[Collected data entries]
Start of Block

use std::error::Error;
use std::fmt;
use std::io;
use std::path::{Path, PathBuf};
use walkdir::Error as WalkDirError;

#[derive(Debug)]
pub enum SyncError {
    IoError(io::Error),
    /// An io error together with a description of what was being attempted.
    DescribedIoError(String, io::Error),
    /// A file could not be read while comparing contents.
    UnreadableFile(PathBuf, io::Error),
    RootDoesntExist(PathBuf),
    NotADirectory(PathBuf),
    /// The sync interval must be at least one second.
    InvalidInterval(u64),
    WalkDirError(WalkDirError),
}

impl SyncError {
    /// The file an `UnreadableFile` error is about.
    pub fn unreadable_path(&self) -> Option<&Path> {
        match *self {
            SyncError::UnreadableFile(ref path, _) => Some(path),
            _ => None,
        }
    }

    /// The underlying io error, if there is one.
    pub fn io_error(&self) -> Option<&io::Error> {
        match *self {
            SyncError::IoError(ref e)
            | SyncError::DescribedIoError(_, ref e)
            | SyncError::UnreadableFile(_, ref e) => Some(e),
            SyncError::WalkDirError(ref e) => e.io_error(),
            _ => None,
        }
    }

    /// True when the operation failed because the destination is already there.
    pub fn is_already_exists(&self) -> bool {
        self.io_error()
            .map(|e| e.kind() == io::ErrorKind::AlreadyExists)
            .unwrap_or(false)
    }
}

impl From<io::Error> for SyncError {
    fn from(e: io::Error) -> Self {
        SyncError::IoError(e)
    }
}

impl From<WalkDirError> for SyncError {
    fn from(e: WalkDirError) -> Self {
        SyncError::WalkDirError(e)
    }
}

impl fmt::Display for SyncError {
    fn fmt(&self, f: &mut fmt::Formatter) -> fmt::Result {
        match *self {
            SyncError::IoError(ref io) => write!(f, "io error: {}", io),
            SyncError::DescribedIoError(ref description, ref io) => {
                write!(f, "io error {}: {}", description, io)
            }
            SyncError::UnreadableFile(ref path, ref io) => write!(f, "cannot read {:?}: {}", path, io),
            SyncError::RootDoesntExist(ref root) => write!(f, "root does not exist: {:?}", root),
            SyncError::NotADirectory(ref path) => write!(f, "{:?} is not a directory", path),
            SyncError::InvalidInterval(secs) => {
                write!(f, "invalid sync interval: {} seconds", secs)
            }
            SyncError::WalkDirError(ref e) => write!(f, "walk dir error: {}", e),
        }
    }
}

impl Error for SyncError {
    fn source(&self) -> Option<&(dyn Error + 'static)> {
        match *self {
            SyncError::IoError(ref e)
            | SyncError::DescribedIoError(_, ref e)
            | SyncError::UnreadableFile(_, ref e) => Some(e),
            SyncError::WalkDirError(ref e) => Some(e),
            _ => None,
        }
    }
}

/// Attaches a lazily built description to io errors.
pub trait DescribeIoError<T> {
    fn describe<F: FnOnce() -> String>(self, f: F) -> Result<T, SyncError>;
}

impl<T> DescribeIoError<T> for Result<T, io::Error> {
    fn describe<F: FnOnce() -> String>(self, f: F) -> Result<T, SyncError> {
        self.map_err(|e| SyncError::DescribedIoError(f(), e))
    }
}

End of Block
Start of Block

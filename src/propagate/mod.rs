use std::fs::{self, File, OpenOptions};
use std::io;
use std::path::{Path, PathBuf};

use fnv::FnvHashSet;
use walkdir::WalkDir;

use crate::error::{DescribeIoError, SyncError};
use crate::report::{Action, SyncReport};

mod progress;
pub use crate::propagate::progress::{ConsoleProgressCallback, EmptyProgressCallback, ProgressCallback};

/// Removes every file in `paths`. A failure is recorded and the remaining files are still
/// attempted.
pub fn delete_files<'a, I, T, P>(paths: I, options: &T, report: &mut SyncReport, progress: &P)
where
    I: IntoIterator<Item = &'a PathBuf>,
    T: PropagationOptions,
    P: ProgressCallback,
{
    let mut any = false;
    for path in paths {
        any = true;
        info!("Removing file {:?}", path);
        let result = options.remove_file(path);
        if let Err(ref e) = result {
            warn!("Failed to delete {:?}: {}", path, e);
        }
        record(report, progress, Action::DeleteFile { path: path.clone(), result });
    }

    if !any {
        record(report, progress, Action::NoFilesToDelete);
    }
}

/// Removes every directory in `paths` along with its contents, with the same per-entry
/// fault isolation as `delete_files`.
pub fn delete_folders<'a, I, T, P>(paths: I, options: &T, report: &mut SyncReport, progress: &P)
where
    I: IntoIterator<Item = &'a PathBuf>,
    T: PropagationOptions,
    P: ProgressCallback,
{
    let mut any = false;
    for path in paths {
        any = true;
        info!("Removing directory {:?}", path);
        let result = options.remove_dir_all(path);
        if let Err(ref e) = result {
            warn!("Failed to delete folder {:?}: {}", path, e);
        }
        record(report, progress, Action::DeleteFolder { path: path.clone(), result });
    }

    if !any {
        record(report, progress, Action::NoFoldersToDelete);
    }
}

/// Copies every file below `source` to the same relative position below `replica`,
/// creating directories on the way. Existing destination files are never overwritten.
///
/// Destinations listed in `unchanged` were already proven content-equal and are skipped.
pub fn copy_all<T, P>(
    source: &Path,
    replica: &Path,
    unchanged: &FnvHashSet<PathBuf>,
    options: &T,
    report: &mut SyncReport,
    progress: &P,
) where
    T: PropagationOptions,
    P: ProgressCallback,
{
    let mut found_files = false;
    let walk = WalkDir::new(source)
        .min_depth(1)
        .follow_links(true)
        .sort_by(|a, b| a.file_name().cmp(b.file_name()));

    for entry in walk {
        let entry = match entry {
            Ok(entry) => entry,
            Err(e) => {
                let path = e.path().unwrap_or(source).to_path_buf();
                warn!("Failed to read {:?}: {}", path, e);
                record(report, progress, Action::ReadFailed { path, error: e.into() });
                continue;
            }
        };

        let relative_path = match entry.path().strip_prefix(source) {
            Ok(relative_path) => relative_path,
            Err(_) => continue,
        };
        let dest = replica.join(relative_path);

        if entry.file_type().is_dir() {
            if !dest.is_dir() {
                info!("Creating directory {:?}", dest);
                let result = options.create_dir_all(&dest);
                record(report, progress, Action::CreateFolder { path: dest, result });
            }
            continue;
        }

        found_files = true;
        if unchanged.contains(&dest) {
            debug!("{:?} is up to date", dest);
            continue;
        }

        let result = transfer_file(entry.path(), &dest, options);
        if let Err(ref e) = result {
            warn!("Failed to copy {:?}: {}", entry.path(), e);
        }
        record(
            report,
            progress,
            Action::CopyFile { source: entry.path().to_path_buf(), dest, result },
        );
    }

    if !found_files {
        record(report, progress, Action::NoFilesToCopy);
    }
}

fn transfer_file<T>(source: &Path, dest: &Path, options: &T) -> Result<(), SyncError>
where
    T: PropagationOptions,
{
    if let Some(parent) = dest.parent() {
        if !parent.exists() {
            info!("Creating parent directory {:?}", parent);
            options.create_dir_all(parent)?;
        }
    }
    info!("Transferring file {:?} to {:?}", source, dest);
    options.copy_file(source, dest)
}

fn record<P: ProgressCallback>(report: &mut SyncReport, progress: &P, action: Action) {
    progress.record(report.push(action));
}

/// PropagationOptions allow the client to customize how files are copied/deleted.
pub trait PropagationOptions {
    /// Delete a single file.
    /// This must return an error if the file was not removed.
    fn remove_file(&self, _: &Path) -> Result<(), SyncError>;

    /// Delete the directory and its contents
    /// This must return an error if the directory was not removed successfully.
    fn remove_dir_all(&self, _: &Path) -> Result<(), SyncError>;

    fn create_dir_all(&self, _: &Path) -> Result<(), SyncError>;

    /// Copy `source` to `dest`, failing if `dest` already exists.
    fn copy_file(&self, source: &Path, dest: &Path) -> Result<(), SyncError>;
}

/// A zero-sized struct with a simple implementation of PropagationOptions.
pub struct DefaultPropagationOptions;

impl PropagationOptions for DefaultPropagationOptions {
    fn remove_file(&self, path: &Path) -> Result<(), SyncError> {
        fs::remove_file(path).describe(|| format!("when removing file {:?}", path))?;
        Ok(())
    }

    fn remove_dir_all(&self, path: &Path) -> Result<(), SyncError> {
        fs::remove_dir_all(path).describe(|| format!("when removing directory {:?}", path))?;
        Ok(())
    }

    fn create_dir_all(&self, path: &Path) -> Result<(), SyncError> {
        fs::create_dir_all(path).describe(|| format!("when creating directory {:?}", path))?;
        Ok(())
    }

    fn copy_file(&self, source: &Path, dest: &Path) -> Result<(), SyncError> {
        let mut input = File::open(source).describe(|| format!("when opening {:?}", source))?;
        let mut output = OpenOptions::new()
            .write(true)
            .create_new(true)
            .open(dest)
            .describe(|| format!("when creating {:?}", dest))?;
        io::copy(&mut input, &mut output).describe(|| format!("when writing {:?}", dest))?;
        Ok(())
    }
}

End of Block

= What to work on =
This exercise requires the number of lines in the entries holding the word "return", written alone.

= Task output =
2